March 9, 2007
The safety of medical products, especially prescription drugs and medical devices, has become an urgent issue for Congress. Legislative solutions will not be easy, but they have never been more important. A quick solution is not as important as an effective solution. Several policy proposals that are being seriously considered are likely to do little good, and some seem likely to do more harm than good.
Patient and consumer groups have been meeting with Congressional staff for over a year on drug safety legislation. There is a diversity of opinions among those groups. The drug safety proposals that seem most likely to pass have considerable support from industry, varying degrees of support and opposition from patient groups that receive financial support from industry, and little support from consumer groups that are independent of industry funding.
There is even more concern about PDUFA and MDUFMA, both of which are focused primarily on the goal of quick approval, but not on the equally important goals of preserving and improving the public health.
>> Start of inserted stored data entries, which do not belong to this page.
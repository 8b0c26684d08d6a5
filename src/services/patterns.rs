// Pattern Constants
// Regular expressions used by the metric functions, one per linguistic
// phenomenon. Compiled lazily and shared for the life of the process.
//
// `\b` and `\w` are Unicode-aware: accented letters are word characters, so
// "Café" is one word and never yields a partial "Caf" match.

use regex::Regex;
use std::sync::OnceLock;

macro_rules! pattern {
    ($(#[$meta:meta])* $name:ident, $re:expr) => {
        $(#[$meta])*
        pub fn $name() -> &'static Regex {
            static RE: OnceLock<Regex> = OnceLock::new();
            RE.get_or_init(|| Regex::new($re).expect(stringify!($name)))
        }
    };
}

/// Number of non-overlapping matches of `re` in `text`.
#[inline]
pub fn count(re: &Regex, text: &str) -> usize {
    re.find_iter(text).count()
}

// ============================================================================
// Syntax
// ============================================================================

pattern!(
    /// Subordinating conjunctions and relative pronouns opening a dependent clause.
    subordinator_re,
    r"(?i)\b(that|which|who|whom|whose|when|where|while|although|because|since|if|unless|until)\b"
);

pattern!(
    /// Coordinating conjunctions.
    conjunction_re,
    r"(?i)\b(and|but|or|yet|so|for|nor)\b"
);

// Standalone "and", for run-on detection.
pattern!(and_re, r"(?i)\band\b");

// ============================================================================
// Human-likeness and informality
// ============================================================================

pattern!(
    /// Contractions such as don't, we're, I've, she'll, he'd, it's, I'm.
    /// Typographic apostrophes (it’s) count the same as ASCII ones, so
    /// smart-quoted text scores as informal as plain-quoted text.
    contraction_re,
    r"(?i)\b\w+['\u{2019}](?:t|re|ve|ll|d|s|m)\b"
);

pattern!(
    /// Words with three or more vowels in a row, a cheap misspelling signal.
    triple_vowel_re,
    r"(?i)\b[a-z]*[aeiou]{3,}[a-z]*\b"
);

// Runs of two or more whitespace characters (sloppy spacing).
pattern!(double_space_re, r"\s{2,}");

// ASCII word runs, used to scan for stretched letters ("sooo").
pattern!(ascii_word_re, r"[A-Za-z0-9_]+");

pattern!(
    /// First-person pronouns.
    personal_pronoun_re,
    r"(?i)\b(I|me|my|mine|myself|we|us|our|ours)\b"
);

pattern!(
    /// Doubled exclamation/question marks and ellipses.
    emotional_punct_re,
    r"!{2,}|\?{2,}|\.{3,}"
);

// Whole words in capitals, i.e. shouting.
pattern!(caps_word_re, r"\b[A-Z]{2,}\b");

pattern!(
    /// Internet slang and chat abbreviations.
    internet_slang_re,
    r"(?i)\b(lol|lmao|omg|wtf|btw|tbh|imho|imo|ngl|smh|fml|irl|rn|af|fr|periodt|idk|ikr|brb|ttyl|dm|pm|sus|lit|fam|bae|goat|facts|no cap|bet|vibe|mood)\b"
);

pattern!(
    /// One-word answers that make a short sentence a reply rather than a fragment.
    fragment_exempt_re,
    r"(?i)^(yes|no|ok|okay|yeah|nah|sure|maybe|absolutely|definitely)$"
);

pattern!(
    /// Spoken fillers, hedges and intensifiers.
    conversational_marker_re,
    r"(?i)\b(like|you know|I mean|right|so|well|um|uh|actually|basically|literally|honestly|seriously|obviously|apparently|supposedly|kinda|sorta|maybe|probably|definitely|absolutely|totally|completely|exactly|precisely)\b"
);

pattern!(
    /// Spoken fillers plus phonetic contractions, as used by the informality score.
    conversational_word_re,
    r"(?i)\b(like|you know|I mean|right|so|well|um|uh|actually|basically|literally|honestly|seriously|obviously|apparently|kinda|sorta|gonna|wanna|gotta)\b"
);

pattern!(
    /// Descriptive turns of phrase from a single literary excerpt.
    literary_phrase_re,
    r"(?i)\b(nearly twice|hardly any|very large|came in very useful|no finer|big beefy|which made|although he did|spent so much|craning over|spying on)\b"
);

pattern!(
    /// Storytelling vocabulary (titles, naming, family and social roles).
    /// The `Mr\.` arms only match when a word character follows the period.
    storytelling_re,
    r"(?i)\b(Mr\.|Mrs\.|called|named|director|firm|son|opinion|neighbors|mustache|blonde)\b"
);

pattern!(
    /// Third-person pronouns typical of narration.
    third_person_re,
    r"(?i)\b(he|she|they|him|her|them|his|hers|their|theirs)\b"
);

// Two or more sentence-ending marks in a row ("?!", "...").
pattern!(multi_end_punct_re, r"[.!?]{2,}");

// ============================================================================
// Emotion
// ============================================================================

pattern!(
    /// Strongly valenced emotion words.
    emotional_word_re,
    r"(?i)\b(love|hate|excited|frustrated|angry|happy|sad|worried|anxious|amazing|terrible|awesome|awful|horrible|wonderful|fantastic|disgusting|annoying|brilliant|stupid|crazy|insane|wild|mad|furious|thrilled|devastated|shocked|surprised|confused|overwhelmed)\b"
);

// ============================================================================
// Style
// ============================================================================

// Sentence and clause punctuation counted by the punctuation-pattern metric.
pattern!(punctuation_re, r"[.!?;:,]");

// ============================================================================
// Narrative and creativity
// ============================================================================

// Capitalized words (names, places, sentence starts).
pattern!(proper_noun_re, r"\b[A-Z][a-z]+\b");

pattern!(
    /// Past-tense endings and common irregular narrative verbs glued to a word stem.
    past_tense_re,
    r"(?i)\b\w+(ed|was|were|had|did|said|went|came|saw|looked|thought|felt|knew|told|asked|answered|walked|turned|opened|closed)\b"
);

pattern!(
    /// Concrete descriptive adjectives.
    descriptive_re,
    r"(?i)\b(big|small|large|tiny|huge|enormous|beautiful|ugly|old|young|tall|short|fat|thin|thick|wide|narrow|bright|dark|loud|quiet|soft|hard|smooth|rough|hot|cold|warm|cool|dry|wet|clean|dirty|new|fresh|stale|sweet|sour|bitter|salty|spicy|mild|strong|weak|heavy|light|fast|slow|quick|careful|gentle|kind|mean|nice|bad|good|excellent|terrible|wonderful|awful|amazing|boring|interesting|exciting|scary|funny|sad|happy|angry|surprised|confused|tired|energetic)\b"
);

// Quote marks that open or close dialogue.
pattern!(dialogue_re, r#"["']"#);

pattern!(
    /// Simile and comparison markers.
    simile_re,
    r"(?i)\b(like|as|seemed|appeared|looked like|sounded like|felt like|was like|were like)\b"
);

pattern!(
    /// Unusual descriptive combinations from a single literary excerpt.
    creative_phrase_re,
    r"(?i)\b(nearly twice|hardly any|very large|came in very useful|no finer|so much of|which made|although he did)\b"
);

pattern!(
    /// Vivid imagery vocabulary from a single literary excerpt.
    imagery_re,
    r"(?i)\b(craning|spying|mustache|beefy|blonde|drilling|garden fences|neighbors|opinion|director|firm)\b"
);

pattern!(
    /// Everyday concrete nouns.
    concrete_noun_re,
    r"(?i)\b(drill|mustache|neck|fence|garden|neighbor|son|boy|director|firm|company|house|car|door|window|street|road|tree|flower|table|chair|book|phone|computer|cat|dog|bird|food|water|coffee|tea|money|time|day|night|morning|evening|sun|moon|star|cloud|rain|snow|wind|fire|ice|rock|sand|grass|leaf|branch|root|seed)\b"
);

pattern!(
    /// Character introductions, including names from a single literary excerpt.
    character_focus_re,
    r"(?i)\b(Mr\.|Mrs\.|Dursley|Dudley|Grunnings|called|named|known as)\b"
);

/// Count ASCII word runs containing the same letter three or more times in a
/// row, ignoring case ("soooo", "AAArgh").
pub fn count_stretched_words(text: &str) -> usize {
    ascii_word_re()
        .find_iter(text)
        .filter(|m| has_letter_run(m.as_str(), 3))
        .count()
}

fn has_letter_run(word: &str, min_run: usize) -> bool {
    let mut prev: Option<u8> = None;
    let mut run = 0usize;
    for b in word.bytes() {
        if !b.is_ascii_alphabetic() {
            prev = None;
            run = 0;
            continue;
        }
        let lower = b.to_ascii_lowercase();
        if prev == Some(lower) {
            run += 1;
        } else {
            prev = Some(lower);
            run = 1;
        }
        if run >= min_run {
            return true;
        }
    }
    false
}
The National Research Center for Women & Families is a non-profit organization dedicated to improving the health and safety of all Americans. We are very concerned about the lack of adequate funding at the FDA, but even more concerned about the weakened clout of those who are dedicated to science and to safeguards. When ideological or industry pressures undermine science, FDA scientists, and FDA safeguards, the public is harmed. That has happened, and we need to reverse that trend.
These are agency-wide problems, but we believe that the problems are most urgent at the Center for Devices and Radiological Health (CDRH). Some medical devices are reviewed under a process that is similar to, albeit with weaker standards than, the process for prescription drugs. Most medical devices are approved under a much faster, easier process called the 510k process. Under the 510k process, many medical devices are approved without even undergoing clinical trials if they are considered “substantially equivalent” to another product on the market. Unfortunately, the definition of “substantial equivalence is very loose. Many of the products approved this way are actually substantially different from anything already on the market.
Do you remember when Bausch & Lomb contact lens solution, ReNu with MoistureLoc, was removed from the market last year, after consumers were blinded by eye infections? That product was approved under the 510k process, and no clinical trials were conducted. Perhaps the contact lens solution seemed similar to other contact lens solutions, but the product was “improved” in a way that made dangerous eye infections much more likely.
You’d think that the FDA would respond to these and other medical device problems by being more cautious. You’d be wrong. Instead, FDA is making the approval process for devices even easier. In January, the FDA held a public meeting on a new device called NeuroStar, which is intended to treat depression using magnetic pulses to the brain. For that product, clinical trials were conducted and the results indicated no significant difference whether the product was turned on or turned off. Even so, the FDA is considering approving the product under a 510k, because the product seems to be less dangerous than electroshock therapy, which is a completely different product. Apparently, as long as it is less dangerous, the FDA no longer cares if it is substantially equivalent or even similar — or effective.
Several of the major problems facing the approval process at the FDA include:
- Lack of resources for adequate safety reviews
- Pressure to review quickly
- Approval of products that will require post-market studies to prove whether they are safe or effective
- Lack of inspections of facilities
- Direct to consumer advertising designed to sell rather than educate, and which does not adequately warn consumers about risks
- Complete break-down of the adverse reaction reporting system and other post-market surveillance mechanisms
These are all problems for drugs and devices. And they need to be fixed if the FDA is to fulfill its mandate to protect the public.